Esta semana se prevé un primer encuentro para debatir la posibilidad de unos pactos que deberían estar abiertos a todos, incluso con mesas paralelas para coordinar la actuación de cada una de ellas en sus ámbitos respectivos. Hace unos días, Miquel Roca, firmante de aquellos pactos que sentaron las bases de la transición, ante su eventual reedición, declaraba a El País que “viables, seguro que lo son; necesarios y convenientes, también. Posibles, ya no lo sé. Dependerá de la voluntad de los protagonistas”.
Una duda que abruma. Pactar implica cesión, lealtad y generosidad, valores que no cotizan al alza, ni en la orilla de Caribdis ni en la de Escila, poblado cada litoral de pequeños monstruos que acechan a su vez a los mayores. Si hubiesen querido, quienes tienen en sus manos el destino del país habrían escuchado y aprendido al menos que los pactos debilitan sobre todo a los extremos. Quizá el único consciente de ello sea Pablo Iglesias, convencido de que la historia avanza a empujón de pandemias, olvidando que las catástrofes solo traen calamidades y soñando, en su delirio nacionalizador, que el peso del sector público de la economía pase del 43% actual al infinito. Peliaguda papeleta para el Presidente del Gobierno: hacer tragar a sus socios de dentro y fuera del gobierno las cesiones que tenga que hacer.
No será fácil, si llega a ser viable, reeditar unos Pactos de la Moncloa. Impera la inquina y la desconfianza. Pedro Sánchez hará lo que sea para seguir presidiendo el Gobierno; presiones no le faltarán para que busque algo más que una gran foto. Pablo Casado, persuadido de que todo es “un señuelo”, arriesga aparecer como principal responsable de que no se pacte nada. Los independentistas catalanes, por su parte, lo rechazan, no porque signifique “ratificar el régimen del 78”, sino porque saben que nada podrán hacer con un pacto a dos años, mientras se cuecen avinagrados en su propia salsa de discordia y desgobierno, de desatino en desatino; el coronavirus se comió aquella mesa de diálogo como si fuese carcoma.

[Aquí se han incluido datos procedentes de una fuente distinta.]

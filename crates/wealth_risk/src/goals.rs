//! Goal attainment probabilities.

use serde::{Deserialize, Serialize};
use wealth_core::types::{Goal, GoalId};
use wealth_simulation::path::SimulationPath;

/// Probability of meeting one goal.
#[derive(Clone, Debug, PartialEq, Serialize, Deserialize)]
pub struct GoalAttainment {
    /// Goal identifier
    pub goal_id: GoalId,
    /// Goal priority (1 is highest)
    pub priority: u8,
    /// Target value
    pub target_amount: f64,
    /// Period at which the goal was evaluated
    pub evaluated_period: usize,
    /// Fraction of paths at or above target
    pub probability: f64,
    /// Mean surplus (negative = shortfall) at the evaluation period
    pub mean_surplus: f64,
}

/// Evaluates `goal` across `paths`.
///
/// A goal falling due after the simulated horizon is evaluated at the last
/// simulated period. Returns `None` when there are no paths.
///
/// # Examples
///
/// ```no_run
/// use wealth_core::types::Goal;
/// use wealth_risk::goals::goal_attainment;
/// # let paths: Vec<wealth_simulation::path::SimulationPath> = Vec::new();
///
/// let retirement = Goal::new("retire", 1_500_000.0, 120);
/// if let Some(result) = goal_attainment(&retirement, &paths) {
///     println!("{:.1}% likely", result.probability * 100.0);
/// }
/// ```
pub fn goal_attainment(goal: &Goal, paths: &[SimulationPath]) -> Option<GoalAttainment> {
    let horizon = paths.iter().map(SimulationPath::num_periods).min()?;
    let period = goal.horizon_periods.min(horizon);
    let values: Vec<f64> = paths
        .iter()
        .filter_map(|p| p.value_at(period))
        .collect();
    if values.is_empty() {
        return None;
    }
    let n = values.len() as f64;
    let hits = values.iter().filter(|v| **v >= goal.target_amount).count();
    let surplus = values.iter().map(|v| v - goal.target_amount).sum::<f64>() / n;
    Some(GoalAttainment {
        goal_id: goal.id.clone(),
        priority: goal.priority,
        target_amount: goal.target_amount,
        evaluated_period: period,
        probability: hits as f64 / n,
        mean_surplus: surplus,
    })
}

/// Evaluates every goal, highest priority first.
pub fn evaluate_goals(goals: &[Goal], paths: &[SimulationPath]) -> Vec<GoalAttainment> {
    let mut results: Vec<GoalAttainment> = goals
        .iter()
        .filter_map(|g| goal_attainment(g, paths))
        .collect();
    results.sort_by_key(|r| r.priority);
    results
}
//! Model-layer error types.

use thiserror::Error;
use wealth_core::types::{DataError, LinalgError};

/// Errors raised while building or sampling the return model.
///
/// Every variant is fatal to a simulation run: a model that cannot be
/// trusted must not produce scenarios.
///
/// # Examples
///
/// ```
/// use wealth_models::ModelError;
///
/// let err = ModelError::NotPositiveSemiDefinite {
///     context: "factor covariance",
///     min_eigenvalue: -0.02,
/// };
/// assert!(err.to_string().contains("not positive semi-definite"));
/// ```
#[derive(Error, Debug, Clone, PartialEq)]
pub enum ModelError {
    /// A covariance matrix has a materially negative eigenvalue.
    #[error("{context} is not positive semi-definite: minimum eigenvalue {min_eigenvalue:.3e}")]
    NotPositiveSemiDefinite {
        /// Which matrix failed
        context: &'static str,
        /// Most negative eigenvalue found
        min_eigenvalue: f64,
    },

    /// Factor data required by an asset is missing.
    #[error("Missing factor data: {0}")]
    MissingFactorData(String),

    /// Input shapes do not agree.
    #[error("Dimension mismatch in {context}: expected {expected}, got {found}")]
    DimensionMismatch {
        /// Where the mismatch was detected
        context: &'static str,
        /// Expected size
        expected: usize,
        /// Actual size
        found: usize,
    },

    /// A model parameter is out of range.
    #[error("Invalid parameter '{name}': {reason}")]
    InvalidParameter {
        /// Parameter name
        name: &'static str,
        /// Description of the problem
        reason: String,
    },

    /// Wrapped linear algebra failure.
    #[error(transparent)]
    Linalg(#[from] LinalgError),

    /// Wrapped data validation failure.
    #[error(transparent)]
    Data(#[from] DataError),
}

impl ModelError {
    /// Creates an `InvalidParameter` error.
    pub fn invalid(name: &'static str, reason: impl Into<String>) -> Self {
        Self::InvalidParameter {
            name,
            reason: reason.into(),
        }
    }
}

#[cfg(test)]
mod tests {
    use super::*;

    #[test]
    fn test_from_linalg() {
        let err: ModelError = LinalgError::Singular { pivot: 0 }.into();
        assert!(matches!(err, ModelError::Linalg(_)));
    }

    #[test]
    fn test_invalid_helper() {
        let err = ModelError::invalid("periods_per_year", "must be positive");
        assert_eq!(
            err.to_string(),
            "Invalid parameter 'periods_per_year': must be positive"
        );
    }
}
//! Identifier types for engine entities.
//!
//! This module provides strongly-typed identifiers for assets, clients and
//! goals. Using newtypes prevents accidentally passing a client identifier
//! where an asset identifier is expected.

use serde::{Deserialize, Serialize};
use std::fmt;

/// Unique identifier for an asset in the universe.
///
/// # Examples
///
/// ```
/// use wealth_core::types::AssetId;
///
/// let id = AssetId::new("US_EQUITY");
/// assert_eq!(id.as_str(), "US_EQUITY");
/// ```
#[derive(Clone, Debug, PartialEq, Eq, PartialOrd, Ord, Hash, Serialize, Deserialize)]
#[serde(transparent)]
pub struct AssetId(String);

impl AssetId {
    /// Creates a new asset ID.
    #[inline]
    pub fn new(id: impl Into<String>) -> Self {
        Self(id.into())
    }

    /// Returns the ID as a string slice.
    #[inline]
    pub fn as_str(&self) -> &str {
        &self.0
    }
}

impl fmt::Display for AssetId {
    fn fmt(&self, f: &mut fmt::Formatter<'_>) -> fmt::Result {
        write!(f, "{}", self.0)
    }
}

impl From<&str> for AssetId {
    fn from(s: &str) -> Self {
        Self::new(s)
    }
}

impl From<String> for AssetId {
    fn from(s: String) -> Self {
        Self(s)
    }
}

/// Unique identifier for a client.
///
/// # Examples
///
/// ```
/// use wealth_core::types::ClientId;
///
/// let id = ClientId::new("C0001");
/// assert_eq!(id.to_string(), "C0001");
/// ```
#[derive(Clone, Debug, Default, PartialEq, Eq, PartialOrd, Ord, Hash, Serialize, Deserialize)]
#[serde(transparent)]
pub struct ClientId(String);

impl ClientId {
    /// Creates a new client ID.
    #[inline]
    pub fn new(id: impl Into<String>) -> Self {
        Self(id.into())
    }

    /// Returns the ID as a string slice.
    #[inline]
    pub fn as_str(&self) -> &str {
        &self.0
    }
}

impl fmt::Display for ClientId {
    fn fmt(&self, f: &mut fmt::Formatter<'_>) -> fmt::Result {
        write!(f, "{}", self.0)
    }
}

impl From<&str> for ClientId {
    fn from(s: &str) -> Self {
        Self::new(s)
    }
}

impl From<String> for ClientId {
    fn from(s: String) -> Self {
        Self(s)
    }
}

/// Unique identifier for a client goal.
#[derive(Clone, Debug, Default, PartialEq, Eq, PartialOrd, Ord, Hash, Serialize, Deserialize)]
#[serde(transparent)]
pub struct GoalId(String);

impl GoalId {
    /// Creates a new goal ID.
    #[inline]
    pub fn new(id: impl Into<String>) -> Self {
        Self(id.into())
    }

    /// Returns the ID as a string slice.
    #[inline]
    pub fn as_str(&self) -> &str {
        &self.0
    }
}

impl fmt::Display for GoalId {
    fn fmt(&self, f: &mut fmt::Formatter<'_>) -> fmt::Result {
        write!(f, "{}", self.0)
    }
}

impl From<&str> for GoalId {
    fn from(s: &str) -> Self {
        Self::new(s)
    }
}

impl From<String> for GoalId {
    fn from(s: String) -> Self {
        Self(s)
    }
}
//! # wealth_simulation (L3: Simulation)
//!
//! Multi-period Monte Carlo simulation of client portfolios.
//!
//! This crate provides:
//! - Run configuration with builder validation (`config`)
//! - Portfolio snapshots with tax lots and an event log (`state`)
//! - Calendar, drift and bias-driven rebalance triggers (`rebalance`)
//! - Spread, square-root impact and commission costs (`costs`)
//! - Tiered management and high-water-mark performance fees (`fees`)
//! - HIFO lot relief, loss harvesting and carryforward (`tax`)
//! - Forced liquidation in liquidity order (`liquidity`)
//! - The parallel path simulator (`engine`)
//!
//! ## Architecture
//!
//! ```text
//! ┌─────────────────────────────────────────────┐
//! │          wealth_simulation (L3)             │
//! ├─────────────────────────────────────────────┤
//! │  engine/    - PathSimulator, cancellation   │
//! │  config/    - SimulationConfig              │
//! │  state/     - PortfolioState, StateEvent    │
//! │  rebalance/ - RebalancePolicy               │
//! │  costs/ fees/ tax/ liquidity/               │
//! └─────────────────────────────────────────────┘
//!          ↓                       ↓
//! ┌──────────────────────┐ ┌──────────────────────┐
//! │ wealth_models (L2)   │ │ wealth_optimiser     │
//! │ ReturnModel, biases  │ │ strategies, region   │
//! └──────────────────────┘ └──────────────────────┘
//!          ↓                       ↓
//! ┌─────────────────────────────────────────────┐
//! │             wealth_core (L1)                │
//! └─────────────────────────────────────────────┘
//! ```
//!
//! ## Determinism
//!
//! Every scenario derives its seed from the run seed, the client's batch
//! position and the scenario index. Reruns with the same inputs produce
//! bit-identical paths regardless of the rayon thread count.

#![deny(missing_docs)]
#![deny(rustdoc::broken_intra_doc_links)]
#![deny(rustdoc::private_intra_doc_links)]

pub mod config;
pub mod costs;
pub mod engine;
pub mod error;
pub mod fees;
pub mod liquidity;
pub mod path;
pub mod rebalance;
pub mod state;
pub mod tax;

pub use error::{ConfigurationError, ScenarioError, ScenarioFailure, SimulationError};

/// Prelude module for convenient imports
pub mod prelude {
    pub use crate::config::{SimulationConfig, SimulationConfigBuilder};
    pub use crate::costs::{CostModel, TradeCost};
    pub use crate::engine::{CancellationToken, PathSimulator};
    pub use crate::fees::FeeSchedule;
    pub use crate::liquidity::LiquidityPolicy;
    pub use crate::path::{SimulationOutcome, SimulationPath};
    pub use crate::rebalance::RebalancePolicy;
    pub use crate::state::{InitialPortfolio, PortfolioState, StateEvent};
    pub use crate::tax::TaxPolicy;
    pub use crate::{ConfigurationError, SimulationError};
}
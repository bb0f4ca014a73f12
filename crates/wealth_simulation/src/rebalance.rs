//! Rebalance triggers.
//!
//! - `Calendar`: every `every_periods` periods
//! - `DriftTriggered`: when any weight strays more than `threshold` from
//!   the last target
//! - `BiasTriggered`: when the last period's move is large enough to
//!   provoke the client, `|r| ≥ threshold·(1 − s_max)` with `s_max` the
//!   client's strongest bias

use serde::{Deserialize, Serialize};
use std::fmt;
use wealth_core::types::BiasProfile;

/// When a client's portfolio is rebalanced.
///
/// # Examples
///
/// ```
/// use wealth_simulation::rebalance::{RebalanceInputs, RebalancePolicy};
/// use wealth_core::types::BiasProfile;
///
/// let policy = RebalancePolicy::DriftTriggered { threshold: 0.05 };
/// let biases = BiasProfile::neutral();
/// let inputs = RebalanceInputs {
///     period: 3,
///     current_weights: &[0.66, 0.34],
///     target_weights: &[0.6, 0.4],
///     last_return: 0.01,
///     biases: &biases,
/// };
/// assert!(policy.decide(&inputs).is_some());
/// ```
#[derive(Clone, Copy, Debug, PartialEq, Serialize, Deserialize)]
#[serde(tag = "type", rename_all = "snake_case")]
pub enum RebalancePolicy {
    /// Fixed schedule
    Calendar {
        /// Periods between rebalances
        every_periods: usize,
    },
    /// Weight drift beyond a tolerance
    DriftTriggered {
        /// Maximum absolute weight deviation tolerated
        threshold: f64,
    },
    /// Client reaction to a large move
    BiasTriggered {
        /// Move that provokes a bias-free client
        threshold: f64,
    },
}

impl Default for RebalancePolicy {
    fn default() -> Self {
        RebalancePolicy::Calendar { every_periods: 1 }
    }
}

/// Observations a trigger is evaluated on.
#[derive(Clone, Copy, Debug)]
pub struct RebalanceInputs<'a> {
    /// Period being closed
    pub period: usize,
    /// Weights after revaluation
    pub current_weights: &'a [f64],
    /// Weights targeted at the last rebalance
    pub target_weights: &'a [f64],
    /// Portfolio return of the period
    pub last_return: f64,
    /// Client biases
    pub biases: &'a BiasProfile,
}

/// Why a rebalance fired.
#[derive(Clone, Copy, Debug, PartialEq, Serialize, Deserialize)]
#[serde(tag = "trigger", rename_all = "snake_case")]
pub enum RebalanceTrigger {
    /// Scheduled rebalance
    Calendar,
    /// Largest weight deviation observed
    Drift {
        /// `max_i |w_i − target_i|`
        deviation: f64,
    },
    /// Client reacted to the period's return
    Bias {
        /// Return that triggered the reaction
        period_return: f64,
    },
}

impl fmt::Display for RebalanceTrigger {
    fn fmt(&self, f: &mut fmt::Formatter<'_>) -> fmt::Result {
        match self {
            RebalanceTrigger::Calendar => write!(f, "calendar"),
            RebalanceTrigger::Drift { deviation } => write!(f, "drift {deviation:.4}"),
            RebalanceTrigger::Bias { period_return } => {
                write!(f, "bias reaction to {:.2}%", period_return * 100.0)
            }
        }
    }
}

impl RebalancePolicy {
    /// Returns the trigger if a rebalance should happen.
    pub fn decide(&self, inputs: &RebalanceInputs<'_>) -> Option<RebalanceTrigger> {
        match *self {
            RebalancePolicy::Calendar { every_periods } => {
                (inputs.period % every_periods.max(1) == 0).then_some(RebalanceTrigger::Calendar)
            }
            RebalancePolicy::DriftTriggered { threshold } => {
                let deviation = max_drift(inputs.current_weights, inputs.target_weights);
                (deviation > threshold).then_some(RebalanceTrigger::Drift { deviation })
            }
            RebalancePolicy::BiasTriggered { threshold } => {
                let trigger = threshold * (1.0 - inputs.biases.max_strength());
                (inputs.last_return.abs() >= trigger && inputs.last_return != 0.0).then_some(
                    RebalanceTrigger::Bias {
                        period_return: inputs.last_return,
                    },
                )
            }
        }
    }

    /// Checks parameter ranges.
    pub fn validate(&self) -> Result<(), String> {
        match *self {
            RebalancePolicy::Calendar { every_periods } if every_periods == 0 => {
                Err("every_periods must be positive".into())
            }
            RebalancePolicy::DriftTriggered { threshold }
            | RebalancePolicy::BiasTriggered { threshold }
                if !(threshold > 0.0) || !threshold.is_finite() =>
            {
                Err("rebalance threshold must be positive".into())
            }
            _ => Ok(()),
        }
    }
}

/// `max_i |w_i − target_i|`.
pub fn max_drift(current: &[f64], target: &[f64]) -> f64 {
    current
        .iter()
        .zip(target)
        .map(|(w, t)| (w - t).abs())
        .fold(0.0, f64::max)
}

#[cfg(test)]
mod tests {
    use super::*;

    fn inputs<'a>(
        period: usize,
        current: &'a [f64],
        last_return: f64,
        biases: &'a BiasProfile,
    ) -> RebalanceInputs<'a> {
        RebalanceInputs {
            period,
            current_weights: current,
            target_weights: &[0.6, 0.4],
            last_return,
            biases,
        }
    }

    #[test]
    fn test_calendar() {
        let b = BiasProfile::neutral();
        let policy = RebalancePolicy::Calendar { every_periods: 3 };
        assert!(policy.decide(&inputs(3, &[0.6, 0.4], 0.0, &b)).is_some());
        assert!(policy.decide(&inputs(4, &[0.6, 0.4], 0.0, &b)).is_none());
        assert!(RebalancePolicy::default()
            .decide(&inputs(7, &[0.6, 0.4], 0.0, &b))
            .is_some());
    }

    #[test]
    fn test_drift() {
        let b = BiasProfile::neutral();
        let policy = RebalancePolicy::DriftTriggered { threshold: 0.05 };
        assert!(policy.decide(&inputs(1, &[0.63, 0.37], 0.0, &b)).is_none());
        match policy.decide(&inputs(1, &[0.7, 0.3], 0.0, &b)) {
            Some(RebalanceTrigger::Drift { deviation }) => assert!((deviation - 0.1).abs() < 1e-12),
            other => panic!("unexpected {other:?}"),
        }
    }

    #[test]
    fn test_bias_trigger_scales_with_strength() {
        let policy = RebalancePolicy::BiasTriggered { threshold: 0.10 };
        let calm = BiasProfile::neutral();
        let nervous = BiasProfile {
            loss_aversion_strength: 0.8,
            ..BiasProfile::neutral()
        };
        // -4% does not move a bias-free client but does move a nervous one
        assert!(policy.decide(&inputs(1, &[0.6, 0.4], -0.04, &calm)).is_none());
        assert!(policy.decide(&inputs(1, &[0.6, 0.4], -0.04, &nervous)).is_some());
    }

    #[test]
    fn test_validation() {
        assert!(RebalancePolicy::Calendar { every_periods: 0 }.validate().is_err());
        assert!(RebalancePolicy::DriftTriggered { threshold: 0.0 }.validate().is_err());
        assert!(RebalancePolicy::default().validate().is_ok());
    }
}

Probablemente seamos víctimas, además del encierro, de un etnocentrismo que todo nacionalismo vive de forma casi patológica: miramos suplicantes hacia Bruselas, desdeñando que el mejor ejemplo que podemos dar a nuestros socios europeos sería el de una solidaridad que ya practicásemos. Es obvia la urgencia de superar la crisis sanitaria. Pero una recesión profunda y prolongada, con su corolario de pérdida de estabilidad y progreso, además de tensiones sociales y financieras, tendrá nuevos efectos negativos sobre la salud física y mental de las personas.